Useless. We’ll have to do our own thing in Bayes land.

As a subjective Bayesian, my first go-to would be to look for external information that puts constraints on any hypothesis. Previously, with Bem’s precognition studies I cobbled together some assumptions about our ability to notice things, added public opinion surveys and observations of how many psychics existed, and used it all to rough out a hypothesis. This time around, let’s treat the random number generator as the subject of a generic scientific study. Nearly all meta-analyses, and some plain ol’ scientific papers to boot, represent the effect size via Cohen’s d. This treats the control and treatment groups as following Gaussian distributions, and defines a dimensionless measure of difference by dividing the difference in means by the pooled standard deviation. If we treat the source of random numbers as a treatment group, with the control having a mean of zero, the mean of the treatment happens to equal Cohen’s d.

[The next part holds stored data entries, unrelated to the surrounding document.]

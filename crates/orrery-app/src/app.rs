//! Window creation and event handling via winit.
//!
//! [`OrreryApp`] implements winit's [`ApplicationHandler`]: it performs the
//! whole startup sequence on `resumed`, then renders one frame per
//! `RedrawRequested` until the window is closed.

use std::sync::Arc;

use orrery_config::Config;
use orrery_input::{InputState, PointerCapture, RawKeyEvent};
use orrery_player::CameraController;
use orrery_render::{
    DepthBuffer, FrameEncoder, RenderContext, RenderContextError, RenderPassBuilder,
    SurfaceError, init_render_context_blocking,
};
use orrery_scene::{SceneError, SceneRenderer, SceneToggles};
use tracing::{error, info, instrument, warn};
use winit::application::ApplicationHandler;
use winit::event::{DeviceEvent, DeviceId, WindowEvent};
use winit::event_loop::{ActiveEventLoop, EventLoop};
use winit::window::{Window, WindowAttributes, WindowId};

use crate::clock::FrameClock;

/// Fatal errors that end the application before or instead of a normal quit.
#[derive(Debug, thiserror::Error)]
pub enum AppError {
    #[error("event loop error: {0}")]
    EventLoop(#[from] winit::error::EventLoopError),

    #[error("failed to create window: {0}")]
    Window(#[from] winit::error::OsError),

    #[error(transparent)]
    RenderContext(#[from] RenderContextError),

    #[error(transparent)]
    Scene(#[from] SceneError),
}

/// Returns [`WindowAttributes`] for the configured viewport.
///
/// The window is not resizable; the projection keeps the configured aspect.
pub fn window_attributes_from_config(config: &Config) -> WindowAttributes {
    WindowAttributes::default()
        .with_title(config.window.title.clone())
        .with_inner_size(winit::dpi::LogicalSize::new(
            config.window.width as f64,
            config.window.height as f64,
        ))
        .with_resizable(false)
}

/// Everything created by the startup sequence.
struct Running {
    window: Arc<Window>,
    gpu: RenderContext,
    depth: DepthBuffer,
    scene: SceneRenderer,
}

pub struct OrreryApp {
    config: Config,
    running: Option<Running>,
    startup_error: Option<AppError>,
    clock: FrameClock,
    input: InputState,
    pointer: PointerCapture,
    camera: CameraController,
    toggles: SceneToggles,
}

impl OrreryApp {
    pub fn new(config: Config) -> Self {
        let camera = CameraController::from_config(&config.camera);
        Self {
            config,
            running: None,
            startup_error: None,
            clock: FrameClock::new(),
            input: InputState::new(),
            pointer: PointerCapture::new(),
            camera,
            toggles: SceneToggles::default(),
        }
    }

    /// The error that aborted startup, if any.
    pub fn take_startup_error(&mut self) -> Option<AppError> {
        self.startup_error.take()
    }

    /// Frame timing starts once startup is done, so the first frame does not
    /// integrate input over the time spent loading.
    fn begin_frame_loop(&mut self) {
        self.clock.restart();
    }

    fn start(&mut self, event_loop: &ActiveEventLoop) -> Result<Running, AppError> {
        let window = Arc::new(event_loop.create_window(window_attributes_from_config(&self.config))?);
        let gpu = init_render_context_blocking(window.clone(), self.config.window.vsync)?;

        let size = window.inner_size();
        let depth = DepthBuffer::new(&gpu.device, size.width, size.height);
        let scene = SceneRenderer::new(
            &gpu.device,
            &gpu.queue,
            gpu.surface_format,
            &self.config.assets,
            self.config.window.aspect_ratio(),
        )?;

        self.pointer.capture(&window);
        Ok(Running {
            window,
            gpu,
            depth,
            scene,
        })
    }

    fn render_frame(&mut self, event_loop: &ActiveEventLoop) {
        let Some(running) = &mut self.running else {
            return;
        };

        let timing = self.clock.tick();
        self.camera.advance(&mut self.input, timing.delta as f32);

        let surface_texture = match running.gpu.get_current_texture() {
            Ok(texture) => texture,
            Err(SurfaceError::Lost) => {
                let size = running.window.inner_size();
                running.gpu.resize(size.width, size.height);
                running.window.request_redraw();
                return;
            }
            Err(SurfaceError::OutOfMemory) => {
                error!("GPU out of memory");
                event_loop.exit();
                return;
            }
            Err(SurfaceError::Timeout) => {
                warn!("Surface timeout, skipping frame");
                running.window.request_redraw();
                return;
            }
        };

        running.scene.prepare(
            &running.gpu.queue,
            self.camera.state(),
            timing.elapsed as f32,
            self.toggles,
        );

        let builder = RenderPassBuilder::new()
            .depth(running.depth.view.clone(), DepthBuffer::CLEAR_VALUE)
            .label("scene");
        let mut frame = FrameEncoder::new(&running.gpu.device, &running.gpu.queue, surface_texture);
        {
            let mut pass = frame.begin_render_pass(&builder);
            running.scene.draw(&mut pass);
        }
        frame.submit();

        running.window.request_redraw();
    }
}

impl ApplicationHandler for OrreryApp {
    fn resumed(&mut self, event_loop: &ActiveEventLoop) {
        if self.running.is_some() || self.startup_error.is_some() {
            return;
        }
        match self.start(event_loop) {
            Ok(running) => {
                info!("Startup complete, entering frame loop");
                running.window.request_redraw();
                self.running = Some(running);
                self.begin_frame_loop();
            }
            Err(e) => {
                error!("Startup failed: {e}");
                self.startup_error = Some(e);
                event_loop.exit();
            }
        }
    }

    fn window_event(
        &mut self,
        event_loop: &ActiveEventLoop,
        _window_id: WindowId,
        event: WindowEvent,
    ) {
        match event {
            WindowEvent::CloseRequested => {
                info!("Close requested, shutting down");
                event_loop.exit();
            }
            WindowEvent::Resized(new_size) => {
                if let Some(running) = &mut self.running {
                    running.gpu.resize(new_size.width, new_size.height);
                    running
                        .depth
                        .resize(&running.gpu.device, new_size.width, new_size.height);
                }
            }
            WindowEvent::Focused(focused) => {
                if let Some(running) = &self.running {
                    if focused {
                        self.pointer.capture(&running.window);
                    } else {
                        self.input.release_all();
                        self.pointer.release(&running.window);
                    }
                }
            }
            WindowEvent::KeyboardInput { event, .. } => {
                if let Some(toggle) = self.input.process_key(RawKeyEvent::from(&event)) {
                    self.toggles.apply(toggle);
                }
            }
            WindowEvent::RedrawRequested => self.render_frame(event_loop),
            _ => {}
        }
    }

    fn device_event(
        &mut self,
        _event_loop: &ActiveEventLoop,
        _device_id: DeviceId,
        event: DeviceEvent,
    ) {
        if let DeviceEvent::MouseMotion { delta } = event
            && self.pointer.is_captured()
        {
            self.input.add_pointer_delta(delta.0 as f32, delta.1 as f32);
        }
    }
}

/// Creates an event loop and runs the orrery until the window is closed.
///
/// Returns the startup error if initialization failed.
#[instrument(skip_all)]
pub fn run(config: Config) -> Result<(), AppError> {
    let event_loop = EventLoop::new()?;
    let mut app = OrreryApp::new(config);
    event_loop.run_app(&mut app)?;
    match app.take_startup_error() {
        Some(e) => Err(e),
        None => Ok(()),
    }
}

Remember this ol’ replication study from back in the day? Supplementary figure 4 crudely divides the 97 replications into two piles, those that were significant on replication and those that weren’t. If we assume every failed replication indicates a false effect (dubious, but not implausible), then there’s a 64% chance of a null effect. Assuming the effect sizes of failed replications follow a Gaussian distribution with mean 0, the sample implies that distribution has a standard deviation of 0.285. If the successful replications are all true effects, they have a mean Cohen’s d of 1.251 with standard deviation 0.95. This is enough info to build an H0 and H1.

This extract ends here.